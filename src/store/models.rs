use chrono::{DateTime, Utc};
use serde::{Deserialize, Serialize};

/// Role claim carried in tokens. No policy is attached to it here.
#[derive(Debug, Clone, Copy, PartialEq, Eq, Default, Serialize, Deserialize)]
#[serde(rename_all = "lowercase")]
pub enum Role {
    #[default]
    User,
    Admin,
}

impl Role {
    pub fn as_str(&self) -> &'static str {
        match self {
            Role::User => "user",
            Role::Admin => "admin",
        }
    }

    /// Unknown role strings fall back to `User`.
    pub fn parse(value: &str) -> Self {
        match value {
            "admin" => Role::Admin,
            _ => Role::User,
        }
    }
}

impl std::fmt::Display for Role {
    fn fmt(&self, f: &mut std::fmt::Formatter<'_>) -> std::fmt::Result {
        f.write_str(self.as_str())
    }
}

#[derive(Debug, Clone, PartialEq, Eq)]
pub struct User {
    pub id: String,
    pub email: String,
    pub name: Option<String>,
    pub password_hash: String,
    pub role: Role,
    pub created_at: DateTime<Utc>,
}

#[derive(Debug, Clone)]
pub struct NewUser {
    pub email: String,
    pub name: Option<String>,
    pub password_hash: String,
    pub role: Role,
}

/// A refresh token's server-side record.
///
/// `id` is the refresh token's `jti`. Rows are never deleted: rotated and
/// logged-out sessions stay behind for audit and replay detection.
#[derive(Debug, Clone, PartialEq, Eq)]
pub struct RefreshSession {
    pub id: String,
    pub user_id: String,
    pub issued_at: DateTime<Utc>,
    pub expires_at: DateTime<Utc>,
    pub revoked_at: Option<DateTime<Utc>>,
    /// `id` of the session that superseded this one during rotation
    pub replaced_by: Option<String>,
    pub user_agent: Option<String>,
    pub client_address: Option<String>,
}

impl RefreshSession {
    pub fn is_revoked(&self) -> bool {
        self.revoked_at.is_some()
    }

    pub fn is_expired_at(&self, now: DateTime<Utc>) -> bool {
        self.expires_at <= now
    }

    /// Valid iff not revoked, not expired and owned by `subject`.
    pub fn is_valid_for(&self, subject: &str, now: DateTime<Utc>) -> bool {
        !self.is_revoked() && !self.is_expired_at(now) && self.user_id == subject
    }
}
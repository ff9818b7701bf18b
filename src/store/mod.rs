//! Scan results, capture import and the target whitelist.
//!
//! The attack loop only talks to the traits defined here:
//!
//! - [`ResultStore`]: networks and clients discovered by the last scan,
//!   queried one row at a time with ordered offset/limit selects
//! - [`ScanImporter`]: turns the capture tool's output file into store rows
//! - [`WhitelistProvider`]: access points that must never be attacked
//!
//! [`SqliteStore`], [`AirodumpImporter`] and [`WhitelistStore`] are the
//! on-disk implementations; [`MemoryStore`] backs tests and dry runs.

mod error;
mod importer;
mod memory;
mod model;
mod sqlite;
mod whitelist;

pub use error::StoreError;
pub use importer::{parse_airodump_csv, AirodumpImporter, ParsedCapture};
pub use memory::MemoryStore;
pub use model::{Client, ImportSummary, Network, StoreCounts};
pub use sqlite::SqliteStore;
pub use whitelist::{is_valid_mac, normalize_mac, WhitelistStore};

/// Relational view of the last scan.
///
/// Implementations open, query and close per call; nothing is held across
/// the attack loop's asynchronous boundaries.
pub trait ResultStore: Send {
    /// Delete every network and client.
    fn clear(&self) -> Result<(), StoreError>;

    /// Insert or update rows by primary key.
    fn upsert(&self, networks: &[Network], clients: &[Client]) -> Result<(), StoreError>;

    /// The `offset`-th attackable network: positive channel, bssid not in
    /// `whitelist` (case-insensitive), ordered by `(channel, bssid)`.
    fn network_at(&self, whitelist: &[String], offset: usize)
    -> Result<Option<Network>, StoreError>;

    /// The `offset`-th client associated with `network`, ordered by mac.
    fn client_at(&self, network: &str, offset: usize) -> Result<Option<Client>, StoreError>;

    /// Row counts.
    fn counts(&self) -> Result<StoreCounts, StoreError>;
}

/// Moves capture-tool output into a [`ResultStore`].
pub trait ScanImporter: Send {
    /// Remove stale capture files so the next scan writes a fresh one.
    fn prepare(&self) -> Result<(), StoreError>;

    /// Parse the newest capture and upsert it into `store`.
    fn import(&self, store: &dyn ResultStore) -> Result<ImportSummary, StoreError>;
}

/// Read-only source of excluded access points.
pub trait WhitelistProvider: Send {
    /// Excluded bssids, uppercase.
    fn whitelist(&self) -> Result<Vec<String>, StoreError>;
}
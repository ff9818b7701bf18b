//! The scan/attack loop.
//!
//! [`AttackOrchestrator`] is a single-threaded state machine. It receives
//! operator [`InboundCommand`]s and supervisor
//! [`ProcessEvent`](crate::supervisor::ProcessEvent)s, keeps exactly one
//! external command outstanding, and publishes [`StatusEvent`]s.
//!
//! ```text
//! Idle -> SettingMonitorMode -> Scanning -> ImportingResults
//!      -> SelectingNetwork -> SettingChannel -> AttackingBroadcast
//!      -> SelectingClient -> AttackingClient -> SelectingClient ...
//!      -> SelectingNetwork (next network, next loop, or a fresh scan)
//! stop_attack: any phase -> SettingManagedMode -> Stopped
//! ```

mod commands;
mod events;
mod executor;
mod machine;
mod state;

pub use commands::{CommandBuilder, ATTACK_TIMEOUT_FLOOR_SECS};
pub use events::{InboundCommand, StatusEvent, TypeOut, UnknownCommand};
pub use executor::{CommandExecutor, SupervisorExecutor};
pub use machine::AttackOrchestrator;
pub use state::{AttackPhase, AttackState, WifiMode};
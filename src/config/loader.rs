//! Configuration loading with hierarchy merging.
//!
//! Configuration is loaded from multiple sources and merged in order:
//!
//! 1. Embedded defaults (compiled into binary)
//! 2. System config: `/etc/deauther/config.toml`
//! 3. User config: `~/.config/deauther/config.toml`
//! 4. Additional config file (via `--config` flag)
//! 5. CLI flags (highest priority)
//!
//! Scalars set in a later layer override earlier ones.

use std::fs;
use std::path::{Path, PathBuf};

use tracing::debug;

use super::error::ConfigError;
use super::schema::{Config, Scalar};
use super::settings::Settings;
use crate::cli::Cli;

/// Defaults shipped with the binary.
pub const EMBEDDED_DEFAULTS: &str = include_str!("../../config/default.toml");

/// System-wide configuration path.
pub const SYSTEM_CONFIG_PATH: &str = "/etc/deauther/config.toml";

/// User configuration directory name.
pub const USER_CONFIG_DIR: &str = "deauther";

/// User configuration filename.
pub const USER_CONFIG_FILE: &str = "config.toml";

/// Values taken from the command line, applied last.
#[derive(Debug, Clone, Default, PartialEq, Eq)]
pub struct Overrides {
    /// `--config PATH`; must exist when given.
    pub config_file: Option<PathBuf>,
    /// `--interface NAME`.
    pub wifi_card: Option<String>,
    /// `--auto`.
    pub automatic_turn_on: bool,
}

impl Overrides {
    /// Collect overrides from parsed CLI arguments.
    #[must_use]
    pub fn from_cli(cli: &Cli) -> Self {
        Self {
            config_file: cli.config.clone(),
            wifi_card: cli.interface.clone(),
            automatic_turn_on: cli.auto,
        }
    }
}

/// Anything that can produce fresh settings on demand.
///
/// The attack loop re-reads settings when the operator asks for it.
pub trait SettingsSource: Send {
    /// Load and validate settings.
    fn load_settings(&self) -> Result<Settings, ConfigError>;
}

/// Configuration loader with support for hierarchy merging.
#[derive(Debug, Clone)]
pub struct ConfigLoader {
    /// Path to system-wide configuration.
    system_path: PathBuf,
    /// Path to user configuration.
    user_path: PathBuf,
    /// CLI-level overrides.
    overrides: Overrides,
}

impl ConfigLoader {
    /// Create a new ConfigLoader with default paths.
    #[must_use]
    pub fn new() -> Self {
        let user_config_dir = dirs::config_dir()
            .map(|p| p.join(USER_CONFIG_DIR))
            .unwrap_or_else(|| PathBuf::from(".config").join(USER_CONFIG_DIR));

        Self {
            system_path: PathBuf::from(SYSTEM_CONFIG_PATH),
            user_path: user_config_dir.join(USER_CONFIG_FILE),
            overrides: Overrides::default(),
        }
    }

    /// Create a ConfigLoader with custom paths (for testing).
    #[must_use]
    pub fn with_paths(system_path: PathBuf, user_path: PathBuf) -> Self {
        Self {
            system_path,
            user_path,
            overrides: Overrides::default(),
        }
    }

    /// Apply CLI overrides on every load.
    #[must_use]
    pub fn with_overrides(mut self, overrides: Overrides) -> Self {
        self.overrides = overrides;
        self
    }

    /// Path of the user configuration file.
    #[must_use]
    pub fn user_path(&self) -> &Path {
        &self.user_path
    }

    /// Load and merge configuration from all sources.
    ///
    /// Missing system and user files are skipped. Invalid TOML is an error,
    /// as is a `--config` file that does not exist.
    pub fn load(&self) -> Result<Config, ConfigError> {
        // Start with embedded defaults
        let mut config: Config =
            toml::from_str(EMBEDDED_DEFAULTS).map_err(|e| ConfigError::ParseError {
                path: PathBuf::from("<embedded:default.toml>"),
                source: e,
            })?;
        debug!("Loaded embedded default configuration");

        for (label, path) in [("system", &self.system_path), ("user", &self.user_path)] {
            if let Some(layer) = self.load_file(path)? {
                config.merge(layer);
                debug!("Loaded {} config from {:?}", label, path);
            } else {
                debug!("No {} config found at {:?}", label, path);
            }
        }

        if let Some(ref cli_config_path) = self.overrides.config_file {
            match self.load_file(cli_config_path)? {
                Some(cli_config) => {
                    config.merge(cli_config);
                    debug!("Loaded additional config from {:?}", cli_config_path);
                }
                None => {
                    // Unlike system/user config, a missing CLI-specified config is an error
                    return Err(ConfigError::ReadError {
                        path: cli_config_path.clone(),
                        source: std::io::Error::new(
                            std::io::ErrorKind::NotFound,
                            "Specified config file not found",
                        ),
                    });
                }
            }
        }

        // Apply CLI flags (highest priority)
        if let Some(ref card) = self.overrides.wifi_card {
            config.attack.wifi_card = Some(card.clone());
            debug!("Interface overridden from CLI: {}", card);
        }
        if self.overrides.automatic_turn_on {
            config.attack.automatic_turn_on = Some(Scalar::Bool(true));
        }

        Ok(config)
    }

    /// Load a single config file. `Ok(None)` if it does not exist.
    fn load_file(&self, path: &Path) -> Result<Option<Config>, ConfigError> {
        match fs::read_to_string(path) {
            Ok(contents) => {
                let config = toml::from_str(&contents).map_err(|e| ConfigError::ParseError {
                    path: path.to_path_buf(),
                    source: e,
                })?;
                Ok(Some(config))
            }
            Err(e) if e.kind() == std::io::ErrorKind::NotFound => Ok(None),
            Err(e) => Err(ConfigError::ReadError {
                path: path.to_path_buf(),
                source: e,
            }),
        }
    }
}

impl SettingsSource for ConfigLoader {
    fn load_settings(&self) -> Result<Settings, ConfigError> {
        Settings::resolve(&self.load()?)
    }
}

impl Default for ConfigLoader {
    fn default() -> Self {
        Self::new()
    }
}

#[cfg(test)]
mod tests {
    use super::*;
    use tempfile::tempdir;

    fn isolated_loader(dir: &Path) -> ConfigLoader {
        ConfigLoader::with_paths(
            dir.join("nonexistent_system.toml"),
            dir.join("nonexistent_user.toml"),
        )
    }

    #[test]
    fn test_missing_files_use_defaults() {
        let dir = tempdir().unwrap();
        let settings = isolated_loader(dir.path()).load_settings().unwrap();
        assert_eq!(settings.wifi_card, "wlan0");
        assert_eq!(settings.scan_time, 20);
    }

    #[test]
    fn test_user_overrides_system() {
        let dir = tempdir().unwrap();
        let system = dir.path().join("system.toml");
        let user = dir.path().join("user.toml");
        fs::write(&system, "[attack]\nwifi_card = \"wlan1\"\nscan_time = 30\n").unwrap();
        fs::write(&user, "[attack]\nscan_time = \"45\"\n").unwrap();

        let settings = ConfigLoader::with_paths(system, user).load_settings().unwrap();
        assert_eq!(settings.wifi_card, "wlan1");
        assert_eq!(settings.scan_time, 45);
    }

    #[test]
    fn test_cli_overrides_win() {
        let dir = tempdir().unwrap();
        let extra = dir.path().join("extra.toml");
        fs::write(&extra, "[attack]\nwifi_card = \"wlan2\"\ndeauth_count = 3\n").unwrap();

        let loader = isolated_loader(dir.path()).with_overrides(Overrides {
            config_file: Some(extra),
            wifi_card: Some("wlan9".into()),
            automatic_turn_on: true,
        });
        let settings = loader.load_settings().unwrap();
        assert_eq!(settings.wifi_card, "wlan9");
        assert_eq!(settings.deauth_count, 3);
        assert!(settings.automatic_turn_on);
    }

    #[test]
    fn test_missing_cli_config_is_error() {
        let dir = tempdir().unwrap();
        let loader = isolated_loader(dir.path()).with_overrides(Overrides {
            config_file: Some(dir.path().join("missing.toml")),
            ..Default::default()
        });
        assert!(matches!(loader.load(), Err(ConfigError::ReadError { .. })));
    }

    #[test]
    fn test_invalid_toml_is_error() {
        let dir = tempdir().unwrap();
        let user = dir.path().join("user.toml");
        fs::write(&user, "[attack\nwifi_card = ").unwrap();
        let loader = ConfigLoader::with_paths(dir.path().join("none.toml"), user);
        assert!(matches!(loader.load(), Err(ConfigError::ParseError { .. })));
    }

    #[test]
    fn test_bad_template_fails_at_load() {
        let dir = tempdir().unwrap();
        let user = dir.path().join("user.toml");
        fs::write(&user, "[commands]\nscan_cmd = \"airodump-ng {wifi_card} -c {channel}\"\n")
            .unwrap();
        let loader = ConfigLoader::with_paths(dir.path().join("none.toml"), user);
        assert!(matches!(
            loader.load_settings(),
            Err(ConfigError::Template { .. })
        ));
    }
}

== WHAT YOU HAVE TO DO ==
Reproduce, character for character, only the lines of the preceding data that start at the line with "pub const SYSTEM_CONFIG_PATH: &str" and end at the line with "pub fn from_cli(cli: &Cli)", both included.

== SOLUTION BELOW ==
pub const SYSTEM_CONFIG_PATH: &str = "/etc/deauther/config.toml";

/// User configuration directory name.
pub const USER_CONFIG_DIR: &str = "deauther";

/// User configuration filename.
pub const USER_CONFIG_FILE: &str = "config.toml";

/// Values taken from the command line, applied last.
#[derive(Debug, Clone, Default, PartialEq, Eq)]
pub struct Overrides {
    /// `--config PATH`; must exist when given.
    pub config_file: Option<PathBuf>,
    /// `--interface NAME`.
    pub wifi_card: Option<String>,
    /// `--auto`.
    pub automatic_turn_on: bool,
}

impl Overrides {
    /// Collect overrides from parsed CLI arguments.
    #[must_use]
    pub fn from_cli(cli: &Cli) -> Self {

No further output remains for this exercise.